In current implementation the reduced dataset containing the seven most significant attributes was inputted to a custom Python function acting as spatial filter. The spatially filtered data matrix to discriminate the two classes could be written as

$$\begin{aligned} F=W^TE \end{aligned}$$
(1)

with F the surrogate, spatially filtered points, E the original signal feature array of N samples, and W the spatial filters. The matrix W contains the eigenvectors corresponding to the first eigenvalue and the last one: through general eigen-decomposition it could be possible to maximize the ratio of the projected covariance of one condition compared to the other, highlighting the discriminative patterns optimized on the variance of the classes. In the proposed approach, the covariance matrices for the two classes \(C_{class1}\) and \(C_{class2}\) could be computed by simultaneous diagonalization

$$\begin{aligned}{} & {} C_{class1} = \frac{E_{class1}\, E_{class1}^{T}}{N_{class1}} \end{aligned}$$
(2)
$$\begin{aligned}{} & {} C_{class2} = \frac{E_{class2}\, E_{class2}^{T}}{N_{class2}} \end{aligned}$$
(3)
$$\begin{aligned}{} & {} C = C_{class1} + C_{class2} = P_{0} + D + P_{0}^{T} \end{aligned}$$
(4)

with \(P_{0}\) the matrix of eigenvectors, whereas D represents the diagonal matrix of eigenvalues of C. In D the eigenvalues are sorted in descending order to facilitate the identification of the first and the last one. Solving by applying the generalized eigenvalue problem, and considering that the eigenvectors are the same for both classes

$$\begin{aligned} C_{class2}^{-1}\, C_{class1} = P\, D\, P^{-1} \end{aligned}$$
(5)

which is equivalent to

$$\begin{aligned}{} & {} D = P\, C_{class1}\, P^{T} \end{aligned}$$
(6)
$$\begin{aligned}{} & {} I = P\, C_{class2}\, P^{T} \end{aligned}$$
(7)

with I the identity matrix such that \(I = D_{class1} + D_{class2}\).

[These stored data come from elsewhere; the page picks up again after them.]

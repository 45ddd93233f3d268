//! Reload a saved model, score it on the same held-out split it was trained
//! against, and fail unless accuracy exceeds the configured threshold.

use irisml::cli::{self, CliAction, CliInfo};
use irisml::config::PipelineConfig;
use irisml::pipeline::evaluate_saved;

const CLI: CliInfo = CliInfo {
    name: "irisml-eval",
    summary: "Evaluate iris_model.joblib on the 80/20 held-out rows; requires accuracy > 0.8.",
    uses_artifact: true,
};

fn main() {
    if let Err(err) = run() {
        eprintln!("{err}");
        std::process::exit(1);
    }
}

fn run() -> Result<(), String> {
    let args = std::env::args().skip(1).collect();
    let config = match cli::parse_args(args, &CLI, PipelineConfig::forest_reference())? {
        CliAction::Run(config) => config,
        CliAction::Help(text) => {
            println!("{text}");
            return Ok(());
        }
    };
    cli::init_logging(&config);

    let report = evaluate_saved(&config).map_err(|err| err.to_string())?;
    print!("{}", report.evaluation);
    match config.min_accuracy {
        Some(min) => println!("PASS: accuracy {:.3} > {min:.3}", report.accuracy()),
        None => println!("accuracy {:.3} (no threshold configured)", report.accuracy()),
    }
    Ok(())
}
//! Evaluation metrics for classification models.

use serde::{Deserialize, Serialize};

#[derive(Debug, Clone, PartialEq, Eq, Serialize, Deserialize)]
/// Confusion matrix for a `K`-class classifier.
pub struct ConfusionMatrix {
    /// Number of classes.
    pub n_classes: usize,
    /// Row-major `KxK` counts (`truth * K + predicted`).
    pub counts: Vec<u32>,
}

impl ConfusionMatrix {
    /// Create an empty `KxK` confusion matrix.
    pub fn new(n_classes: usize) -> Self {
        Self {
            n_classes,
            counts: vec![0; n_classes * n_classes],
        }
    }

    /// Tally `(truth, predicted)` pairs; out-of-range indices are ignored.
    pub fn from_pairs(n_classes: usize, pairs: impl IntoIterator<Item = (usize, usize)>) -> Self {
        let mut cm = Self::new(n_classes);
        for (truth, predicted) in pairs {
            cm.add(truth, predicted);
        }
        cm
    }

    pub fn add(&mut self, truth: usize, predicted: usize) {
        if truth >= self.n_classes || predicted >= self.n_classes {
            return;
        }
        let idx = truth * self.n_classes + predicted;
        self.counts[idx] = self.counts[idx].saturating_add(1);
    }

    pub fn get(&self, truth: usize, predicted: usize) -> u32 {
        self.counts[truth * self.n_classes + predicted]
    }

    pub fn total(&self) -> u64 {
        self.counts.iter().map(|&v| v as u64).sum()
    }
}

#[derive(Debug, Clone, PartialEq, Serialize, Deserialize)]
/// Precision/recall statistics for a single class.
pub struct PerClassStats {
    /// `TP / (TP + FP)`.
    pub precision: f32,
    /// `TP / (TP + FN)`.
    pub recall: f32,
    /// Harmonic mean of precision and recall.
    pub f1: f32,
    /// Total number of true examples for the class.
    pub support: u32,
}

/// Compute per-class precision and recall from a confusion matrix.
pub fn precision_recall_by_class(cm: &ConfusionMatrix) -> Vec<PerClassStats> {
    let k = cm.n_classes;
    let mut stats = Vec::with_capacity(k);
    for class_idx in 0..k {
        let tp = cm.get(class_idx, class_idx) as f32;
        let mut fp = 0f32;
        let mut fn_ = 0f32;
        let mut support = 0u32;
        for j in 0..k {
            let v = cm.get(class_idx, j);
            support = support.saturating_add(v);
            if j != class_idx {
                fn_ += v as f32;
            }
        }
        for i in 0..k {
            if i != class_idx {
                fp += cm.get(i, class_idx) as f32;
            }
        }
        let precision = if tp + fp == 0.0 { 0.0 } else { tp / (tp + fp) };
        let recall = if tp + fn_ == 0.0 { 0.0 } else { tp / (tp + fn_) };
        let f1 = if precision + recall == 0.0 {
            0.0
        } else {
            2.0 * precision * recall / (precision + recall)
        };
        stats.push(PerClassStats {
            precision,
            recall,
            f1,
            support,
        });
    }
    stats
}

/// Compute overall accuracy from a confusion matrix.
pub fn accuracy(cm: &ConfusionMatrix) -> f32 {
    let mut correct = 0u64;
    for class_idx in 0..cm.n_classes {
        correct += cm.get(class_idx, class_idx) as u64;
    }
    let total = cm.total();
    if total == 0 {
        0.0
    } else {
        (correct as f32) / (total as f32)
    }
}
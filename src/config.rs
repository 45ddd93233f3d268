//! Pipeline configuration: where data comes from, how it is split, which
//! trainer runs, and where the artifact goes.
//!
//! Stored as TOML. Missing keys fall back to [`PipelineConfig::default`],
//! which is the forest reference run, except that an absent `min_accuracy`
//! disables the threshold check.

use std::path::{Path, PathBuf};

use serde::{Deserialize, Serialize};
use thiserror::Error;

use crate::dataset::{DatasetSource, SplitOptions};
use crate::ml::{ForestOptions, TrainerConfig, TreeOptions};

/// Artifact written by the forest reference run.
pub const FOREST_ARTIFACT: &str = "iris_model.joblib";
/// Artifact written by the tree reference run.
pub const TREE_ARTIFACT: &str = "artifacts/model.joblib";
/// CSV read by the tree reference run.
pub const BUNDLED_CSV: &str = "data/iris.csv";

#[derive(Debug, Error)]
pub enum ConfigError {
    #[error("Failed to read {path}: {source}")]
    Read {
        path: PathBuf,
        source: std::io::Error,
    },
    #[error("Failed to write {path}: {source}")]
    Write {
        path: PathBuf,
        source: std::io::Error,
    },
    #[error("Invalid config at {path}: {source}")]
    ParseToml {
        path: PathBuf,
        source: toml::de::Error,
    },
    #[error("Failed to serialize config to TOML: {0}")]
    SerializeToml(#[from] toml::ser::Error),
    #[error("Invalid config value for {field}: {reason}")]
    Invalid { field: &'static str, reason: String },
}

#[derive(Debug, Clone, PartialEq, Serialize, Deserialize)]
#[serde(default)]
pub struct PipelineConfig {
    pub artifact_path: PathBuf,
    /// Accuracy the evaluation must exceed; absent skips the check.
    #[serde(default)]
    pub min_accuracy: Option<f64>,
    /// Directory for log files; absent logs to stderr only.
    #[serde(default)]
    pub log_dir: Option<PathBuf>,
    pub dataset: DatasetSource,
    pub split: SplitOptions,
    pub trainer: TrainerConfig,
}

impl Default for PipelineConfig {
    fn default() -> Self {
        Self::forest_reference()
    }
}

impl PipelineConfig {
    /// Built-in data, unstratified 80/20 split, 100-tree forest, 0.8 threshold.
    pub fn forest_reference() -> Self {
        Self {
            artifact_path: PathBuf::from(FOREST_ARTIFACT),
            min_accuracy: Some(0.8),
            log_dir: None,
            dataset: DatasetSource::Builtin,
            split: SplitOptions {
                test_ratio: 0.2,
                seed: 42,
                stratify: false,
            },
            trainer: TrainerConfig::Forest(ForestOptions {
                seed: 42,
                ..ForestOptions::default()
            }),
        }
    }

    /// Bundled CSV, stratified 60/40 split, depth-3 tree, no threshold.
    pub fn tree_reference() -> Self {
        Self {
            artifact_path: PathBuf::from(TREE_ARTIFACT),
            min_accuracy: None,
            log_dir: None,
            dataset: DatasetSource::Csv {
                path: PathBuf::from(BUNDLED_CSV),
            },
            split: SplitOptions {
                test_ratio: 0.4,
                seed: 42,
                stratify: true,
            },
            trainer: TrainerConfig::Tree(TreeOptions {
                max_depth: Some(3),
                seed: 1,
                ..TreeOptions::default()
            }),
        }
    }

    pub fn from_toml_str(text: &str, origin: &Path) -> Result<Self, ConfigError> {
        let config: Self = toml::from_str(text).map_err(|source| ConfigError::ParseToml {
            path: origin.to_path_buf(),
            source,
        })?;
        config.validate()?;
        Ok(config)
    }

    /// Read and validate a TOML config file.
    pub fn load(path: &Path) -> Result<Self, ConfigError> {
        let text = std::fs::read_to_string(path).map_err(|source| ConfigError::Read {
            path: path.to_path_buf(),
            source,
        })?;
        Self::from_toml_str(&text, path)
    }

    pub fn to_toml_string(&self) -> Result<String, ConfigError> {
        Ok(toml::to_string_pretty(self)?)
    }

    pub fn save(&self, path: &Path) -> Result<(), ConfigError> {
        let text = self.to_toml_string()?;
        std::fs::write(path, text).map_err(|source| ConfigError::Write {
            path: path.to_path_buf(),
            source,
        })
    }

    /// Use `seed` for both the split and the trainer.
    pub fn with_seed(mut self, seed: u64) -> Self {
        self.split.seed = seed;
        self.trainer.set_seed(seed);
        self
    }

    /// Reject values no pipeline run could succeed with.
    pub fn validate(&self) -> Result<(), ConfigError> {
        let ratio = self.split.test_ratio;
        if !(ratio > 0.0 && ratio < 1.0) {
            return Err(ConfigError::Invalid {
                field: "split.test_ratio",
                reason: format!("{ratio} is not between 0 and 1"),
            });
        }
        if let Some(min) = self.min_accuracy.filter(|min| !(0.0..=1.0).contains(min)) {
            return Err(ConfigError::Invalid {
                field: "min_accuracy",
                reason: format!("{min} is not between 0 and 1"),
            });
        }
        if self.artifact_path.as_os_str().is_empty() {
            return Err(ConfigError::Invalid {
                field: "artifact_path",
                reason: "path is empty".to_string(),
            });
        }
        Ok(())
    }
}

The first and last eigenvectors of P according to the eigenvalues could be selected as spatial filters. Similar method based on eigenvectors was applied on other disciplines to evaluate spatial dependence26,28,59,60,61.

k-PCA

Kernel principal component analysis (k-PCA) is an extension of the classical principal component analysis technique62; in many real-world applications, data may not be linearly separable, and conventional PCA may not capture the underlying structure effectively. Kernel PCA addresses this limitation by implicitly mapping the input data into a high-dimensional feature space, where it becomes linearly separable. The key idea behind Kernel PCA is to use a kernel function to implicitly transform the input data into a higher-dimensional space, where linear techniques can be applied more effectively63. The “kernel trick” captures complex, nonlinear relationships in the data. The most commonly used kernel functions include the polynomial kernel, radial basis function kernel, and sigmoid kernel. The k-PCA procedure initially calculates the similarity or distance between each pair of data points based on the chosen kernel function. Afterward, the kernel matrix is transformed to ensure the data is centered in the feature space. It is performed by subtracting the mean of each column and each row of the kernel matrix from the corresponding elements; this operation centers the data around zero in the feature space. Then, the eigenvectors and eigenvalues of the centered kernel matrix are computed. These eigenvectors represent the directions in the high-dimensional space that capture the most variance in the data. Finally, the data is projected onto the principal components obtained from the eigenvectors. In kernel principal component analysis, the data’s measurement unit remains unchanged as the kernel trick is implicitly applied to map the data into a higher-dimensional space. In Figs. 1, 2, and 3, the two-component k-PCA was applied, with the axes representing the directions in the high-dimensional feature space that capture the most variance after the data has been implicitly mapped using a chosen kernel function. Unlike standard PCA, where the axes represent the principal components that are linear combinations of the original features, the axes in k-PCA represent nonlinear combinations of the original features.